You don’t like the pattern of things? Here, hold on – I’ll change it

I suppose it started with Adam. Instead of manning up and telling God “Yes, I ate the apple”, Adam tried to shift the ground by pointing at Eve : “She made me do it.”  Which was the first but not the last example of someone trying to shuffle the facts into a pattern they found more pleasing.

 You get a lot of it in politics. For example, I was listening to RTÉ’s Marian Finucane Show  a week ago and she had Mike Nesbitt, late of this parish, as her main guest.  Mike did his humble-brag thing about having been a poor student at eleven but winning the top spot in ‘A’ Level  English when he was eighteen, and being an athlete for Ireland or something of that nature.

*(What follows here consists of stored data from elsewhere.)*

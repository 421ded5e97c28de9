//! dbt project discovery, settings and artifacts

use dbtea_core::{DbteaError, ModelSchema, Result};
use serde::Deserialize;
use serde_json::Value;
use std::path::{Path, PathBuf};

use crate::manifest::Manifest;
use crate::runner::DbtRunner;
use crate::schema_files::model_schemas_from_yaml;

/// Project file marking a dbt project root
pub const DBT_PROJECT_FILE: &str = "dbt_project.yml";

/// Find the dbt project root
///
/// A custom directory must itself hold `dbt_project.yml`. Without one, the
/// current working directory and each of its parents are searched.
pub fn locate_project(custom_dir: Option<&Path>) -> Result<PathBuf> {
    let cwd = std::env::current_dir().map_err(|e| DbteaError::io(Path::new("."), e))?;
    locate_project_from(&cwd, custom_dir)
}

/// [`locate_project`] starting from `start` instead of the working directory
pub fn locate_project_from(start: &Path, custom_dir: Option<&Path>) -> Result<PathBuf> {
    if let Some(custom) = custom_dir {
        if custom.join(DBT_PROJECT_FILE).is_file() {
            return Ok(custom.to_path_buf());
        }
        return Err(DbteaError::invalid_input(
            "invalid-custom-dbt-project-directory",
            "No dbt project found at supplied custom directory",
            format!(
                "No {} file found at supplied custom project directory {}, confirm your \
                 custom project directory is valid",
                DBT_PROJECT_FILE,
                custom.display()
            ),
        ));
    }

    for dir in start.ancestors() {
        if dir.join(DBT_PROJECT_FILE).is_file() {
            tracing::info!("Running dbtea against dbt project at path: {}", dir.display());
            return Ok(dir.to_path_buf());
        }
    }

    Err(DbteaError::missing_resource(
        "missing-dbt-project",
        "No dbt project found",
        format!(
            "No {} file found in {} or any parent directory. Run dbtea from within a dbt \
             project or supply a custom project directory",
            DBT_PROJECT_FILE,
            start.display()
        ),
    ))
}

/// dbt-generated artifact files under the target path
#[derive(Debug, Clone, Copy, PartialEq, Eq, Hash)]
pub enum Artifact {
    Catalog,
    Manifest,
    RunResults,
    Sources,
}

impl Artifact {
    pub const ALL: &'static [Artifact] = &[
        Artifact::Catalog,
        Artifact::Manifest,
        Artifact::RunResults,
        Artifact::Sources,
    ];

    pub fn file_name(&self) -> &'static str {
        match self {
            Self::Catalog => "catalog.json",
            Self::Manifest => "manifest.json",
            Self::RunResults => "run_results.json",
            Self::Sources => "sources.json",
        }
    }
}

impl std::fmt::Display for Artifact {
    fn fmt(&self, f: &mut std::fmt::Formatter<'_>) -> std::fmt::Result {
        f.write_str(self.file_name())
    }
}

/// Keys read from dbt_project.yml
#[derive(Debug, Deserialize)]
struct ProjectFile {
    name: String,
    #[serde(default)]
    profile: Option<String>,
    #[serde(default, rename = "target-path")]
    target_path: Option<String>,
    #[serde(default, rename = "log-path")]
    log_path: Option<String>,
    #[serde(default, rename = "model-paths")]
    model_paths: Option<Vec<String>>,
    #[serde(default, rename = "source-paths")]
    source_paths: Option<Vec<String>>,
}

/// A dbt project on disk
#[derive(Debug, Clone, PartialEq, Eq)]
pub struct DbtProject {
    /// Directory holding dbt_project.yml
    pub root: PathBuf,

    pub name: String,

    pub profile: Option<String>,

    /// Relative to `root`
    pub target_path: PathBuf,

    /// Relative to `root`
    pub log_path: PathBuf,

    /// Relative to `root`
    pub model_paths: Vec<PathBuf>,
}

impl DbtProject {
    /// Read dbt_project.yml from `root`
    pub fn load(root: &Path) -> Result<Self> {
        let path = root.join(DBT_PROJECT_FILE);
        let contents = std::fs::read_to_string(&path).map_err(|e| DbteaError::io(&path, e))?;
        let file: ProjectFile = serde_yaml::from_str(&contents).map_err(|e| {
            DbteaError::invalid_input(
                "invalid-dbt-project-file",
                "Failed to parse dbt project file",
                format!("{}: {}", path.display(), e),
            )
        })?;

        let model_paths = file
            .model_paths
            .or(file.source_paths)
            .unwrap_or_else(|| vec!["models".to_string()]);

        Ok(Self {
            root: root.to_path_buf(),
            name: file.name,
            profile: file.profile,
            target_path: PathBuf::from(file.target_path.unwrap_or_else(|| "target".to_string())),
            log_path: PathBuf::from(file.log_path.unwrap_or_else(|| "logs".to_string())),
            model_paths: model_paths.into_iter().map(PathBuf::from).collect(),
        })
    }

    /// Locate and load the project
    pub fn discover(custom_dir: Option<&Path>) -> Result<Self> {
        Self::load(&locate_project(custom_dir)?)
    }

    pub fn target_dir(&self) -> PathBuf {
        self.root.join(&self.target_path)
    }

    pub fn log_dir(&self) -> PathBuf {
        self.root.join(&self.log_path)
    }

    pub fn model_dirs(&self) -> Vec<PathBuf> {
        self.model_paths.iter().map(|p| self.root.join(p)).collect()
    }

    pub fn packages_file(&self) -> PathBuf {
        self.root.join(crate::packages::PACKAGES_FILE)
    }

    pub fn artifact_path(&self, artifact: Artifact) -> PathBuf {
        self.target_dir().join(artifact.file_name())
    }

    /// Path of an artifact that must already exist
    fn existing_artifact(&self, artifact: Artifact) -> Result<PathBuf> {
        let path = self.artifact_path(artifact);
        if path.is_file() {
            return Ok(path);
        }
        Err(DbteaError::missing_resource(
            "artifact-file-missing",
            format!("Artifact file {} is missing", artifact),
            format!(
                "There is no artifact {} at path {}. You may not have yet generated this \
                 artifact and need to run models, source freshness or docs generation",
                artifact,
                path.display()
            ),
        ))
    }

    /// Parse an artifact as JSON
    pub fn parse_artifact(&self, artifact: Artifact) -> Result<Value> {
        let path = self.existing_artifact(artifact)?;
        let contents = std::fs::read_to_string(&path).map_err(|e| DbteaError::io(&path, e))?;
        serde_json::from_str(&contents).map_err(|e| {
            DbteaError::invalid_input(
                "invalid-json-file",
                "Failed to parse JSON file",
                format!("{}: {}", path.display(), e),
            )
        })
    }

    /// The typed manifest artifact
    pub fn manifest(&self) -> Result<Manifest> {
        Manifest::from_file(&self.existing_artifact(Artifact::Manifest)?)
    }

    /// Models documented in the project's schema files
    pub fn schema_file_models(&self) -> Result<Vec<ModelSchema>> {
        model_schemas_from_yaml(&self.model_dirs())
    }

    /// A runner executing dbt in this project's root
    pub fn runner(&self) -> DbtRunner {
        DbtRunner::new(&self.root)
    }
}

#[cfg(test)]
mod tests {
    use super::*;
    use dbtea_core::ErrorKind;
    use pretty_assertions::assert_eq;
    use tempfile::TempDir;

    const FIXTURE: &str = "../../fixtures/jaffle-shop";

    #[test]
    fn locates_project_in_parent() {
        let dir = TempDir::new().unwrap();
        std::fs::write(dir.path().join(DBT_PROJECT_FILE), "name: p\n").unwrap();
        let nested = dir.path().join("models").join("staging");
        std::fs::create_dir_all(&nested).unwrap();

        assert_eq!(locate_project_from(&nested, None).unwrap(), dir.path());
    }

    #[test]
    fn missing_project_is_missing_resource() {
        let dir = TempDir::new().unwrap();
        let err = locate_project_from(dir.path(), None).unwrap_err();
        assert_eq!(err.kind, ErrorKind::MissingResource);
        assert_eq!(err.name, "missing-dbt-project");
    }

    #[test]
    fn custom_dir_must_hold_project_file() {
        let dir = TempDir::new().unwrap();
        let err = locate_project_from(Path::new("/"), Some(dir.path())).unwrap_err();
        assert_eq!(err.kind, ErrorKind::InvalidInput);
        assert_eq!(err.name, "invalid-custom-dbt-project-directory");

        std::fs::write(dir.path().join(DBT_PROJECT_FILE), "name: p\n").unwrap();
        assert_eq!(locate_project_from(Path::new("/"), Some(dir.path())).unwrap(), dir.path());
    }

    #[test]
    fn loads_project_settings() {
        let project = DbtProject::load(Path::new(FIXTURE)).unwrap();
        assert_eq!(project.name, "jaffle_shop");
        assert_eq!(project.profile.as_deref(), Some("jaffle_shop"));
        assert_eq!(project.target_dir(), Path::new(FIXTURE).join("target"));
        assert_eq!(project.model_dirs(), vec![Path::new(FIXTURE).join("models")]);
    }

    #[test]
    fn defaults_and_legacy_source_paths() {
        let dir = TempDir::new().unwrap();
        std::fs::write(
            dir.path().join(DBT_PROJECT_FILE),
            "name: legacy\nsource-paths: [\"src\"]\n",
        )
        .unwrap();

        let project = DbtProject::load(dir.path()).unwrap();
        assert_eq!(project.target_path, PathBuf::from("target"));
        assert_eq!(project.log_path, PathBuf::from("logs"));
        assert_eq!(project.model_paths, vec![PathBuf::from("src")]);
    }

    #[test]
    fn missing_artifact() {
        let project = DbtProject::load(Path::new(FIXTURE)).unwrap();
        let err = project.parse_artifact(Artifact::Catalog).unwrap_err();
        assert_eq!(err.kind, ErrorKind::MissingResource);
        assert_eq!(err.name, "artifact-file-missing");
        assert_eq!(err.title, "Artifact file catalog.json is missing");
    }

    #[test]
    fn reads_manifest_artifact() {
        let project = DbtProject::load(Path::new(FIXTURE)).unwrap();
        let raw = project.parse_artifact(Artifact::Manifest).unwrap();
        assert_eq!(raw["metadata"]["dbt_version"], "1.7.0");
        assert_eq!(project.manifest().unwrap().model_schemas().len(), 2);
    }
}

 Marian encouraged him to talk about his life as a BBC news man, which allowed him to recite the bloody details from the Enniskillen bomb and the Shankill bomb.  Much was also made of the way  Mike had urged followers to give their second preference votes to the SDLP and how the DUP and  the Shinners hated each other so much, they couldn’t bring themselves to share a table in the Stormont canteen.  “We need to be very careful how we deal with our past”  Mike explained. Indeed.  Otherwise people might get their hands on the full truth of those days and the approved version would crumble and disintegrate.

 Another man not behind the door when it comes to fact-shuffling is Gregory Campbell. Let me come clean – I like Gregory Campbell. I once interviewed him and he was as decent an pleasant a man as you could meet in a day’s walking.  His political views, on the other hand, would freeze beer.

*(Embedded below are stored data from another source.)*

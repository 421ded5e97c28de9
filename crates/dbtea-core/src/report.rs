//! JSON run report for `lookml views --report`

use chrono::{DateTime, Utc};
use serde::{Deserialize, Serialize};
use std::path::Path;

use crate::diagnostic::{Diagnostic, DiagnosticCode, Severity};
use crate::error::{DbteaError, Result};

/// Bumped whenever a field is removed or changes meaning
pub const REPORT_FORMAT_VERSION: u32 = 1;

/// Counters over one translation run
#[derive(Debug, Clone, Default, PartialEq, Eq, Serialize, Deserialize)]
pub struct ReportSummary {
    pub views_generated: usize,
    pub properties_stripped: usize,
    pub types_inferred: usize,
    pub duplicate_views: usize,
    pub warnings: usize,
    pub errors: usize,
}

impl ReportSummary {
    fn count(&mut self, diagnostic: &Diagnostic) {
        if diagnostic.code.is_stripped_property() {
            self.properties_stripped += 1;
        }
        match diagnostic.code {
            DiagnosticCode::LookmlInferredFieldType => self.types_inferred += 1,
            DiagnosticCode::LookmlDuplicateViewName => self.duplicate_views += 1,
            _ => {}
        }
        match diagnostic.severity {
            Severity::Warn => self.warnings += 1,
            Severity::Error => self.errors += 1,
            Severity::Info => {}
        }
    }
}

#[derive(Debug, Clone, PartialEq, Serialize, Deserialize)]
pub struct Report {
    pub format_version: u32,
    pub generated_at: DateTime<Utc>,
    pub summary: ReportSummary,

    /// Generated view names in output order; unnamed views are left out
    pub views: Vec<String>,

    pub diagnostics: Vec<Diagnostic>,
}

impl Report {
    pub fn new(views: Vec<String>, diagnostics: Vec<Diagnostic>) -> Self {
        let mut summary = ReportSummary {
            views_generated: views.len(),
            ..ReportSummary::default()
        };
        diagnostics.iter().for_each(|d| summary.count(d));

        Self {
            format_version: REPORT_FORMAT_VERSION,
            generated_at: Utc::now(),
            summary,
            views,
            diagnostics,
        }
    }

    /// Diagnostics about one view, in emission order
    pub fn for_view<'a>(&'a self, view: &'a str) -> impl Iterator<Item = &'a Diagnostic> + 'a {
        self.diagnostics
            .iter()
            .filter(move |d| d.view.as_deref() == Some(view))
    }

    pub fn needs_review(&self) -> bool {
        self.summary.warnings > 0 || self.summary.errors > 0
    }

    pub fn to_json(&self) -> Result<String> {
        serde_json::to_string_pretty(self).map_err(|e| {
            DbteaError::invalid_input("invalid-report", "Report could not be serialized", e.to_string())
        })
    }

    pub fn save_to_file(&self, path: &Path) -> Result<()> {
        let json = self.to_json()?;
        if let Some(parent) = path.parent().filter(|p| !p.as_os_str().is_empty()) {
            std::fs::create_dir_all(parent).map_err(|e| DbteaError::io(parent, e))?;
        }
        std::fs::write(path, json).map_err(|e| DbteaError::io(path, e))?;
        tracing::debug!("Saved report to {}", path.display());
        Ok(())
    }
}
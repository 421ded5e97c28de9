//! Pull request provider trait

use dbtea_core::Result;
use serde::{Deserialize, Serialize};
use std::fmt;

pub const DEFAULT_BASE_BRANCH: &str = "main";
pub const DEFAULT_TITLE: &str = "dbtea updates";
pub const DEFAULT_BODY: &str = "dbtea metadata refresh";

/// A pull request to open from `head` into `base`
#[derive(Debug, Clone, PartialEq, Eq, Serialize, Deserialize)]
pub struct PullRequest {
    pub organization: String,
    pub repository: String,
    pub head: String,
    pub base: String,
    pub title: String,
    pub body: String,
}

impl PullRequest {
    /// A pull request with the default base branch, title and body
    pub fn new(
        organization: impl Into<String>,
        repository: impl Into<String>,
        head: impl Into<String>,
    ) -> Self {
        Self {
            organization: organization.into(),
            repository: repository.into(),
            head: head.into(),
            base: DEFAULT_BASE_BRANCH.to_string(),
            title: DEFAULT_TITLE.to_string(),
            body: DEFAULT_BODY.to_string(),
        }
    }

    pub fn with_base(mut self, base: impl Into<String>) -> Self {
        self.base = base.into();
        self
    }

    pub fn with_title(mut self, title: impl Into<String>) -> Self {
        self.title = title.into();
        self
    }

    pub fn with_body(mut self, body: impl Into<String>) -> Self {
        self.body = body.into();
        self
    }

    /// `organization/repository`
    pub fn slug(&self) -> String {
        format!("{}/{}", self.organization, self.repository)
    }
}

impl fmt::Display for PullRequest {
    fn fmt(&self, f: &mut fmt::Formatter<'_>) -> fmt::Result {
        write!(f, "{} {} -> {}", self.slug(), self.head, self.base)
    }
}

/// A pull request the provider accepted
#[derive(Debug, Clone, PartialEq, Eq, Serialize, Deserialize)]
pub struct CreatedPullRequest {
    pub number: Option<u64>,
    pub html_url: Option<String>,
}

/// A git hosting service able to open pull requests
pub trait PullRequestProvider: Send + Sync {
    /// Provider name (e.g., "github")
    fn name(&self) -> &'static str;

    /// Open `request`
    fn create(&self, request: &PullRequest) -> Result<CreatedPullRequest>;
}

#[cfg(test)]
mod tests {
    use super::*;

    #[test]
    fn defaults() {
        let pr = PullRequest::new("acme", "looker", "dbtea/refresh");
        assert_eq!(pr.base, "main");
        assert_eq!(pr.title, "dbtea updates");
        assert_eq!(pr.body, "dbtea metadata refresh");
        assert_eq!(pr.to_string(), "acme/looker dbtea/refresh -> main");
    }

    #[test]
    fn overrides() {
        let pr = PullRequest::new("acme", "looker", "feature")
            .with_base("develop")
            .with_title("Refresh views")
            .with_body("Regenerated from dbt");
        assert_eq!(pr.base, "develop");
        assert_eq!(pr.title, "Refresh views");
        assert_eq!(pr.body, "Regenerated from dbt");
    }
}
//! Mock pull request provider for testing
//!
//! Records every request it receives and answers with sequential pull
//! request numbers, or with a configured failure.

use crate::provider::{CreatedPullRequest, PullRequest, PullRequestProvider};
use dbtea_core::{DbteaError, Result};
use std::sync::Mutex;

/// In-memory provider; never touches the network
pub struct MockProvider {
    requests: Mutex<Vec<PullRequest>>,
    failure: Option<DbteaError>,
    provider_name: &'static str,
}

impl MockProvider {
    pub fn new() -> Self {
        Self {
            requests: Mutex::new(Vec::new()),
            failure: None,
            provider_name: "mock",
        }
    }

    /// Fail every `create` call with `error`
    pub fn with_failure(mut self, error: DbteaError) -> Self {
        self.failure = Some(error);
        self
    }

    /// Set a custom provider name
    pub fn with_name(mut self, name: &'static str) -> Self {
        self.provider_name = name;
        self
    }

    /// Requests received so far, oldest first
    pub fn requests(&self) -> Vec<PullRequest> {
        self.requests
            .lock()
            .map(|requests| requests.clone())
            .unwrap_or_default()
    }
}

impl Default for MockProvider {
    fn default() -> Self {
        Self::new()
    }
}

impl PullRequestProvider for MockProvider {
    fn name(&self) -> &'static str {
        self.provider_name
    }

    fn create(&self, request: &PullRequest) -> Result<CreatedPullRequest> {
        let number = {
            let mut requests = self.requests.lock().map_err(|_| {
                DbteaError::external_call_failed(
                    "pull-request-create-fail",
                    "Mock provider unavailable",
                    "request log lock poisoned",
                )
            })?;
            requests.push(request.clone());
            requests.len() as u64
        };

        if let Some(failure) = &self.failure {
            return Err(failure.clone());
        }

        Ok(CreatedPullRequest {
            number: Some(number),
            html_url: Some(format!(
                "https://git.example.com/{}/pull/{}",
                request.slug(),
                number
            )),
        })
    }
}

#[cfg(test)]
mod tests {
    use super::*;
    use dbtea_core::ErrorKind;

    #[test]
    fn records_requests() {
        let provider = MockProvider::new();
        let first = provider.create(&PullRequest::new("acme", "looker", "a")).unwrap();
        let second = provider.create(&PullRequest::new("acme", "looker", "b")).unwrap();

        assert_eq!(first.number, Some(1));
        assert_eq!(second.html_url.as_deref(), Some("https://git.example.com/acme/looker/pull/2"));

        let heads: Vec<String> = provider.requests().into_iter().map(|r| r.head).collect();
        assert_eq!(heads, vec!["a", "b"]);
    }

    #[test]
    fn configured_failure() {
        let provider = MockProvider::new().with_failure(DbteaError::external_call_failed(
            "pull-request-create-fail",
            "Error Creating GitHub Pull Request via API",
            "422",
        ));

        let err = provider.create(&PullRequest::new("acme", "looker", "a")).unwrap_err();
        assert_eq!(err.kind, ErrorKind::ExternalCallFailed);
        assert_eq!(provider.requests().len(), 1);
    }

    #[test]
    fn usable_as_trait_object() {
        let provider: Box<dyn PullRequestProvider> = Box::new(MockProvider::new().with_name("github"));
        assert_eq!(provider.name(), "github");
    }
}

 His recent target was the winning of the Foyle MP seat by Elisha McCallion.  In the House of Commons recently, Gregory wanted to make sure they knew what was happening in not-quite-as-British-as –Finchley:

 “Is the Minister aware that at the general election in June, there was a 300% increase in proxy votes in the Foyle constituency, resulting in Sinn Féin winning the seat by 169 votes?”

 A proxy vote (I didn’t know until now) is where you vote on behalf of somebody else.  All quite legit, it seems. But you can see what Gregory is hinting at. The Shinners have cast proxy votes for people who probably don’t exist, or if they do, they don’t know that some blaggardly Shinner has gone and used their vote.

 This charge of Gregory’s comes from a long lineage.  Hands up if you remember “personation”?  When Sinn Féin were still behind the SDLP but rising, there used to be much indignant talk of personation. People posing as others and then voting, probably for the Shinner candidate.  In 1983,  the British Cabinet thought that the Shinners got around 25% of their votes from personation  “and intimidation”.

 EH? How do you do the intimidation thing with voters?  Given that there is a system of secret ballot in place,  how would the intimidating Shinners manage to make all those people vote for them? Would they follow them into the booth? Would there be a post-poll session, where voters were asked to look into their interlocutor’s eyes and tell them, no  lies now, how they voted?  Anyone swallowing hard, shuffling their feet,  showing an inability to meet the eye – these would be identified as crypto-SDLP or unionist voters. Unfortunately, good liars look you in the eye and have an expression that suggests butter wouldn’t melt under their armpit.

 Of course, commentators on Gerry Adams have raised fact-shuffling to a fine art.. Now he’s done what so many anti-republican pundits have urged him to do – announced his retirement –  they are busy shuffling the bits around and telling us that it won’t matter that he’s retired.  Whoever succeeds him will be the merest puppet as Gerry continues string-pulling in the background. I know that particular charge is close to the heart of dear Nelson McCausland

 From Adam to the DUP: shuffle the facts skillfully enough and nothing is ever your fault, it’s always themuns.  Such shufflers occupy moral ground so elevated, it’s a wonder they can breathe.